■ Problem ■
For the entries below, how many lines contain the word "return"? Reply with the number and nothing else.
Content starts
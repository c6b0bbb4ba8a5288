use async_trait::async_trait;
use futures_util::TryStreamExt;
use tokio_util::io::StreamReader;
use tracing::debug;

use np_core::release::{
    parse_package_info, parse_package_list, parse_release_info, parse_release_list,
};
use np_core::{Error, PackageInfo, ReleaseInfo, ReleaseSet};

use crate::traits::{ArchiveStream, ReleaseClient, TransportError};

pub const DEFAULT_BASE_URL: &str = "https://pecl.php.net/rest";

/// Client for the PECL REST interface.
pub struct PeclClient {
    base_url: String,
    client: reqwest::Client,
}

/// What a 404 from a given endpoint means.
enum Missing<'a> {
    Package(&'a str),
    Release(&'a str, &'a str),
    Category(&'a str),
    Resource,
}

impl Missing<'_> {
    fn into_error(self, url: &str) -> Error {
        match self {
            Missing::Package(name) => Error::PackageNotFound {
                name: name.to_string(),
            },
            Missing::Release(name, version) => Error::ReleaseNotFound {
                name: name.to_string(),
                version: version.to_string(),
            },
            Missing::Category(category) => Error::CategoryNotFound {
                category: category.to_string(),
            },
            Missing::Resource => Error::ProtocolFailure {
                message: format!("nothing found at {}", url),
            },
        }
    }
}

impl PeclClient {
    pub fn new() -> Self {
        Self::with_base_url(DEFAULT_BASE_URL.to_string())
    }

    pub fn with_base_url(base_url: String) -> Self {
        let client = reqwest::Client::builder()
            .user_agent(concat!("notpecl/", env!("CARGO_PKG_VERSION")))
            .pool_max_idle_per_host(8)
            .build()
            .unwrap_or_else(|_| reqwest::Client::new());

        Self {
            base_url: base_url.trim_end_matches('/').to_string(),
            client,
        }
    }

    pub fn base_url(&self) -> &str {
        &self.base_url
    }

    /// Every package the registry publishes.
    pub async fn list_packages(&self) -> Result<Vec<String>, Error> {
        let url = format!("{}/p/packages.xml", self.base_url);
        let body = self.get_text(&url, Missing::Resource).await?;
        parse_package_list(&body)
    }

    pub async fn list_packages_in_category(&self, category: &str) -> Result<Vec<String>, Error> {
        let url = format!("{}/c/{}/packages.xml", self.base_url, category);
        let body = self.get_text(&url, Missing::Category(category)).await?;
        parse_package_list(&body)
    }

    pub async fn describe_package(&self, name: &str) -> Result<PackageInfo, Error> {
        let url = format!("{}/p/{}/info.xml", self.base_url, name.to_lowercase());
        let body = self.get_text(&url, Missing::Package(name)).await?;
        parse_package_info(&body)
    }

    async fn send(&self, url: &str, missing: Missing<'_>) -> Result<reqwest::Response, Error> {
        debug!(url, "GET");

        let response = self
            .client
            .get(url)
            .send()
            .await
            .map_err(|e| Error::NetworkFailure {
                message: e.to_string(),
            })?;

        let status = response.status();
        if status == reqwest::StatusCode::NOT_FOUND {
            return Err(missing.into_error(url));
        }
        if status != reqwest::StatusCode::OK {
            return Err(Error::ProtocolFailure {
                message: format!("unexpected HTTP {} from {}", status, url),
            });
        }

        Ok(response)
    }

    async fn get_text(&self, url: &str, missing: Missing<'_>) -> Result<String, Error> {
        let response = self.send(url, missing).await?;
        response.text().await.map_err(|e| Error::NetworkFailure {
            message: format!("failed to read response body: {e}"),
        })
    }
}

impl Default for PeclClient {
    fn default() -> Self {
        Self::new()
    }
}

#[async_trait]
impl ReleaseClient for PeclClient {
    async fn list_releases(&self, name: &str) -> Result<ReleaseSet, Error> {
        let url = format!("{}/r/{}/allreleases.xml", self.base_url, name.to_lowercase());
        let body = self.get_text(&url, Missing::Package(name)).await?;
        parse_release_list(&body)
    }

    async fn describe_release(&self, name: &str, version: &str) -> Result<ReleaseInfo, Error> {
        let url = format!("{}/r/{}/{}.xml", self.base_url, name.to_lowercase(), version);
        let body = self
            .get_text(&url, Missing::Release(name, version))
            .await?;
        parse_release_info(&body)
    }

    async fn download_release(&self, release: &ReleaseInfo) -> Result<ArchiveStream, Error> {
        let url = release.archive_url().ok_or_else(|| Error::ProtocolFailure {
            message: format!(
                "release {} of '{}' has no archive location",
                release.version, release.package
            ),
        })?;

        let response = self.send(&url, Missing::Resource).await?;
        let stream = response.bytes_stream().map_err(TransportError::io);

        Ok(Box::pin(StreamReader::new(stream)))
    }
}

#[cfg(test)]
mod tests {
    use super::*;
    use np_core::Stability;
    use tokio::io::AsyncReadExt;
    use wiremock::matchers::{method, path};
    use wiremock::{Mock, MockServer, ResponseTemplate};

    const ALL_RELEASES: &str = include_str!("../../np_core/fixtures/allreleases_redis.xml");
    const RELEASE: &str = include_str!("../../np_core/fixtures/release_redis_5.1.1.xml");

    async fn mount(server: &MockServer, at: &str, template: ResponseTemplate) {
        Mock::given(method("GET"))
            .and(path(at))
            .respond_with(template)
            .mount(server)
            .await;
    }

    #[tokio::test]
    async fn lists_releases_from_mock_server() {
        let server = MockServer::start().await;
        mount(
            &server,
            "/r/redis/allreleases.xml",
            ResponseTemplate::new(200).set_body_string(ALL_RELEASES),
        )
        .await;

        let client = PeclClient::with_base_url(server.uri());
        let releases = client.list_releases("redis").await.unwrap();

        assert_eq!(releases.len(), 4);
        assert_eq!(releases.stability("5.3.7"), Some(Stability::Stable));
    }

    #[tokio::test]
    async fn package_names_are_lowercased_in_urls() {
        let server = MockServer::start().await;
        mount(
            &server,
            "/r/redis/allreleases.xml",
            ResponseTemplate::new(200).set_body_string(ALL_RELEASES),
        )
        .await;

        let client = PeclClient::with_base_url(format!("{}/", server.uri()));
        assert_eq!(client.list_releases("Redis").await.unwrap().len(), 4);
    }

    #[tokio::test]
    async fn missing_package_is_not_found() {
        let server = MockServer::start().await;
        mount(&server, "/r/nope/allreleases.xml", ResponseTemplate::new(404)).await;

        let client = PeclClient::with_base_url(server.uri());
        let err = client.list_releases("nope").await.unwrap_err();

        assert!(matches!(err, Error::PackageNotFound { name } if name == "nope"));
    }

    #[tokio::test]
    async fn server_error_is_protocol_failure() {
        let server = MockServer::start().await;
        mount(&server, "/r/redis/allreleases.xml", ResponseTemplate::new(500)).await;

        let client = PeclClient::with_base_url(server.uri());
        let err = client.list_releases("redis").await.unwrap_err();

        assert!(matches!(err, Error::ProtocolFailure { .. }));
    }

    #[tokio::test]
    async fn malformed_body_is_protocol_failure() {
        let server = MockServer::start().await;
        mount(
            &server,
            "/r/redis/allreleases.xml",
            ResponseTemplate::new(200).set_body_string("<a><r><v>1.0</r>"),
        )
        .await;

        let client = PeclClient::with_base_url(server.uri());
        let err = client.list_releases("redis").await.unwrap_err();

        assert!(matches!(err, Error::ProtocolFailure { .. }));
    }

    #[tokio::test]
    async fn unreachable_registry_is_network_failure() {
        let client = PeclClient::with_base_url("http://127.0.0.1:1".to_string());
        let err = client.list_releases("redis").await.unwrap_err();

        assert!(matches!(err, Error::NetworkFailure { .. }));
    }

    #[tokio::test]
    async fn describes_release() {
        let server = MockServer::start().await;
        mount(
            &server,
            "/r/redis/5.1.1.xml",
            ResponseTemplate::new(200).set_body_string(RELEASE),
        )
        .await;

        let client = PeclClient::with_base_url(server.uri());
        let info = client.describe_release("redis", "5.1.1").await.unwrap();

        assert_eq!(info.package, "redis");
        assert_eq!(info.version, "5.1.1");
    }

    #[tokio::test]
    async fn missing_release_is_not_found() {
        let server = MockServer::start().await;
        mount(&server, "/r/redis/9.9.9.xml", ResponseTemplate::new(404)).await;

        let client = PeclClient::with_base_url(server.uri());
        let err = client.describe_release("redis", "9.9.9").await.unwrap_err();

        assert_eq!(
            err,
            Error::ReleaseNotFound {
                name: "redis".to_string(),
                version: "9.9.9".to_string(),
            }
        );
    }

    #[tokio::test]
    async fn streams_archive_bytes() {
        let server = MockServer::start().await;
        let payload = vec![0x1f, 0x8b, 0x08, 0x00, 0x01, 0x02, 0x03];
        mount(
            &server,
            "/get/redis-5.1.1.tgz",
            ResponseTemplate::new(200).set_body_bytes(payload.clone()),
        )
        .await;

        let release = ReleaseInfo {
            package: "redis".to_string(),
            version: "5.1.1".to_string(),
            archive_base: format!("{}/get/redis-5.1.1", server.uri()),
            ..Default::default()
        };

        let client = PeclClient::with_base_url(server.uri());
        let mut stream = client.download_release(&release).await.unwrap();
        let mut buf = Vec::new();
        stream.read_to_end(&mut buf).await.unwrap();

        assert_eq!(buf, payload);
    }

    #[tokio::test]
    async fn release_without_archive_location_is_protocol_failure() {
        let client = PeclClient::with_base_url("http://127.0.0.1:1".to_string());
        let release = ReleaseInfo {
            package: "redis".to_string(),
            version: "5.1.1".to_string(),
            ..Default::default()
        };

        let err = match client.download_release(&release).await {
            Ok(_) => panic!("expected an error"),
            Err(e) => e,
        };
        assert!(matches!(err, Error::ProtocolFailure { .. }));
    }

    #[tokio::test]
    async fn lists_packages_in_category() {
        let server = MockServer::start().await;
        let body = r#"<l xmlns:xlink="http://www.w3.org/1999/xlink">
 <p xlink:href="/rest/p/mongodb">mongodb</p>
 <p xlink:href="/rest/p/redis">redis</p>
</l>"#;
        mount(
            &server,
            "/c/Database/packages.xml",
            ResponseTemplate::new(200).set_body_string(body),
        )
        .await;
        mount(&server, "/c/Nothing/packages.xml", ResponseTemplate::new(404)).await;

        let client = PeclClient::with_base_url(server.uri());
        assert_eq!(
            client.list_packages_in_category("Database").await.unwrap(),
            vec!["mongodb", "redis"]
        );

        let err = client.list_packages_in_category("Nothing").await.unwrap_err();
        assert!(matches!(err, Error::CategoryNotFound { category } if category == "Nothing"));
    }

    #[tokio::test]
    async fn lists_all_packages() {
        let server = MockServer::start().await;
        let body = r#"<a><p>apcu</p><p>redis</p><p>xdebug</p></a>"#;
        mount(
            &server,
            "/p/packages.xml",
            ResponseTemplate::new(200).set_body_string(body),
        )
        .await;

        let client = PeclClient::with_base_url(server.uri());
        assert_eq!(
            client.list_packages().await.unwrap(),
            vec!["apcu", "redis", "xdebug"]
        );
    }

    #[tokio::test]
    async fn describes_package() {
        let server = MockServer::start().await;
        let body = r#"<p xmlns:xlink="http://www.w3.org/1999/xlink">
 <n>apcu</n>
 <ca xlink:href="/rest/c/Caching">Caching</ca>
 <l>PHP</l>
 <s>APCu - APC User Cache</s>
 <d>APCu is an in-memory key-value store for PHP.</d>
</p>"#;
        mount(
            &server,
            "/p/apcu/info.xml",
            ResponseTemplate::new(200).set_body_string(body),
        )
        .await;

        let client = PeclClient::with_base_url(server.uri());
        let info = client.describe_package("apcu").await.unwrap();

        assert_eq!(info.name, "apcu");
        assert_eq!(info.category, "Caching");
        assert_eq!(info.summary, "APCu - APC User Cache");
    }
}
Content ends
■ Task solution ■
2